Эш осторожно вышла. Виновато опустила голову. Сцепила за спиной руки.
– Что ты здесь делаешь?
– Ничего.
– Как тебя зовут?
– Эш.
– Эш? – Дорин вздрогнул, напрягся.
– Что-то не так! – девочка доверчиво запрокинула голову, вглядываясь своими голубыми глазами в глаза незнакомца.
– У меня есть знакомая… – Дорин кашлянул. – Ее тоже зовут Эш.
– Правда? – девочка осмелела, улыбнулась. – Вы тоже пришли посмотреть на облака?
– На облака?
– Эш приходила смотреть на облака, – она махнула рукой в сторону края крыши.
– Ты ее знаешь?
– Немного, – Эш показала ему кольцо. – Это она мне подарила!
Дорин тряхнул головой, пытаясь прогнать оцепенение.

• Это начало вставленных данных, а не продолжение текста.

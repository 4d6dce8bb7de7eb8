// Copyright 2023-Present Datadog, Inc. https://www.datadoghq.com/
// SPDX-License-Identifier: Apache-2.0

use serde::{Deserialize, Serialize};

use super::{compose_id, join_key, AggregationRecord, MetricCounters};

macro_rules! impl_metric_record {
    ($record:ty) => {
        impl AggregationRecord for $record {
            fn id(&self) -> &str {
                &self.id
            }

            fn metric_id(&self) -> &str {
                &self.metric_id
            }

            fn time_bucket(&self) -> i64 {
                self.time_bucket
            }

            fn merge(&mut self, other: &Self) {
                self.counters.merge(&other.counters);
            }

            fn with_time_bucket(&self, time_bucket: i64) -> Self {
                let mut record = self.clone();
                record.id = compose_id(time_bucket, &record.metric_id);
                record.time_bucket = time_bucket;
                record
            }
        }
    };
}

/// Per-application transaction counters.
#[derive(Clone, Debug, PartialEq, Eq, Serialize, Deserialize)]
pub struct ApplicationMetric {
    pub id: String,
    pub metric_id: String,
    pub time_bucket: i64,
    pub application_id: i32,
    /// Span type that produced the observation.
    pub source_value: i32,
    pub counters: MetricCounters,
}

impl ApplicationMetric {
    #[must_use]
    pub fn new(
        time_bucket: i64,
        application_id: i32,
        source_value: i32,
        counters: MetricCounters,
    ) -> Self {
        let metric_id = join_key(&[i64::from(application_id), i64::from(source_value)]);
        Self {
            id: compose_id(time_bucket, &metric_id),
            metric_id,
            time_bucket,
            application_id,
            source_value,
            counters,
        }
    }
}

impl_metric_record!(ApplicationMetric);

/// Per-instance transaction counters.
#[derive(Clone, Debug, PartialEq, Eq, Serialize, Deserialize)]
pub struct InstanceMetric {
    pub id: String,
    pub metric_id: String,
    pub time_bucket: i64,
    pub application_id: i32,
    pub instance_id: i32,
    pub source_value: i32,
    pub counters: MetricCounters,
}

impl InstanceMetric {
    #[must_use]
    pub fn new(
        time_bucket: i64,
        application_id: i32,
        instance_id: i32,
        source_value: i32,
        counters: MetricCounters,
    ) -> Self {
        let metric_id = join_key(&[i64::from(instance_id), i64::from(source_value)]);
        Self {
            id: compose_id(time_bucket, &metric_id),
            metric_id,
            time_bucket,
            application_id,
            instance_id,
            source_value,
            counters,
        }
    }
}

impl_metric_record!(InstanceMetric);

/// Per-service (entry operation) counters.
#[derive(Clone, Debug, PartialEq, Eq, Serialize, Deserialize)]
pub struct ServiceMetric {
    pub id: String,
    pub metric_id: String,
    pub time_bucket: i64,
    pub application_id: i32,
    pub instance_id: i32,
    pub service_id: i32,
    pub source_value: i32,
    pub counters: MetricCounters,
}

impl ServiceMetric {
    #[must_use]
    pub fn new(
        time_bucket: i64,
        application_id: i32,
        instance_id: i32,
        service_id: i32,
        source_value: i32,
        counters: MetricCounters,
    ) -> Self {
        let metric_id = join_key(&[i64::from(service_id), i64::from(source_value)]);
        Self {
            id: compose_id(time_bucket, &metric_id),
            metric_id,
            time_bucket,
            application_id,
            instance_id,
            service_id,
            source_value,
            counters,
        }
    }
}

impl_metric_record!(ServiceMetric);

/// Counters of calls from one service to another.
#[derive(Clone, Debug, PartialEq, Eq, Serialize, Deserialize)]
pub struct ServiceReferenceMetric {
    pub id: String,
    pub metric_id: String,
    pub time_bucket: i64,
    pub front_service_id: i32,
    pub behind_service_id: i32,
    pub source_value: i32,
    pub counters: MetricCounters,
}

impl ServiceReferenceMetric {
    #[must_use]
    pub fn new(
        time_bucket: i64,
        front_service_id: i32,
        behind_service_id: i32,
        source_value: i32,
        counters: MetricCounters,
    ) -> Self {
        let metric_id = join_key(&[
            i64::from(front_service_id),
            i64::from(behind_service_id),
            i64::from(source_value),
        ]);
        Self {
            id: compose_id(time_bucket, &metric_id),
            metric_id,
            time_bucket,
            front_service_id,
            behind_service_id,
            source_value,
            counters,
        }
    }
}

impl_metric_record!(ServiceReferenceMetric);

#[cfg(test)]
mod tests {
    use super::*;
    use crate::record::Observation;

    fn counters(duration: u64, is_error: bool) -> MetricCounters {
        MetricCounters::observed(Observation {
            duration,
            is_error,
            ..Observation::default()
        })
    }

    #[test]
    fn test_ids() {
        let metric = ServiceReferenceMetric::new(201_803_061_542, 1, 12, 0, counters(3, false));
        assert_eq!(metric.metric_id, "1_12_0");
        assert_eq!(metric.id(), "201803061542_1_12_0");

        let metric = InstanceMetric::new(201_803_061_542, 2, 7, 0, counters(3, false));
        assert_eq!(metric.id(), "201803061542_7_0");
    }

    #[test]
    fn test_merge_is_order_independent() {
        let a = ApplicationMetric::new(201_803_061_542, 2, 0, counters(10, false));
        let b = ApplicationMetric::new(201_803_061_542, 2, 0, counters(30, true));

        let mut ab = a.clone();
        ab.merge(&b);
        let mut ba = b.clone();
        ba.merge(&a);

        assert_eq!(ab, ba);
        assert_eq!(ab.counters.transaction_calls, 2);
        assert_eq!(ab.counters.transaction_error_calls, 1);
        assert_eq!(ab.counters.transaction_duration_sum, 40);
    }

    #[test]
    fn test_with_time_bucket_rederives_id() {
        let minute = ServiceMetric::new(201_803_061_542, 2, 7, 12, 0, counters(10, false));
        let hour = minute.with_time_bucket(2_018_030_615);
        assert_eq!(hour.id(), "2018030615_12_0");
        assert_eq!(hour.time_bucket(), 2_018_030_615);
        assert_eq!(hour.counters, minute.counters);
        assert_eq!(minute.id(), "201803061542_12_0");
    }
}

– Папа сказал, что оно дорогое.
– Папа?
– Угу, – Эш хитро прищурилась. – Она теперь станет моей мамой?
– Мамой?
– Ну… – она опустила голову, выставила вперед ногу, рисуя носком неровные круги. – Я подумала… Если мама, когда была жива, спала с папой на одной кровати, а Эш тоже спала с ним, то… Вы ведь не заберете ее у нас?
– Я? Заберу? – Дорин почувствовал себя снова мальчишкой: глупым, растерявшимся.
Далекий смех Молли зазвенел в ушах. Ненастоящий, но такой близкий. Он почти нашел ее. Почти прикоснулся к ней.
– Молли спала с твоим папой? – укол ревности был мимолетным.
Эш подняла вверх указательный палец.
– Один? Один раз?
Она кивнула. Дорин устало вздохнул. Тело заполнила какая-то опустошенность. Не мысли, а именно тело. Словно секс с человеком, которого не хочешь, но понимаешь, что это необходимо. Лежишь, смотришь, представляешь, на какой-то момент увлекаешься этим калейдоскопом обмана своих чувств, но в конце приходит неизбежное разочарование. «Я здесь не ради Молли! – сказал себе Дорин. – Я здесь, чтобы стать высшим. А то, что она спит с отцом этой девочки, так это даже хорошо. Мосты сожжены».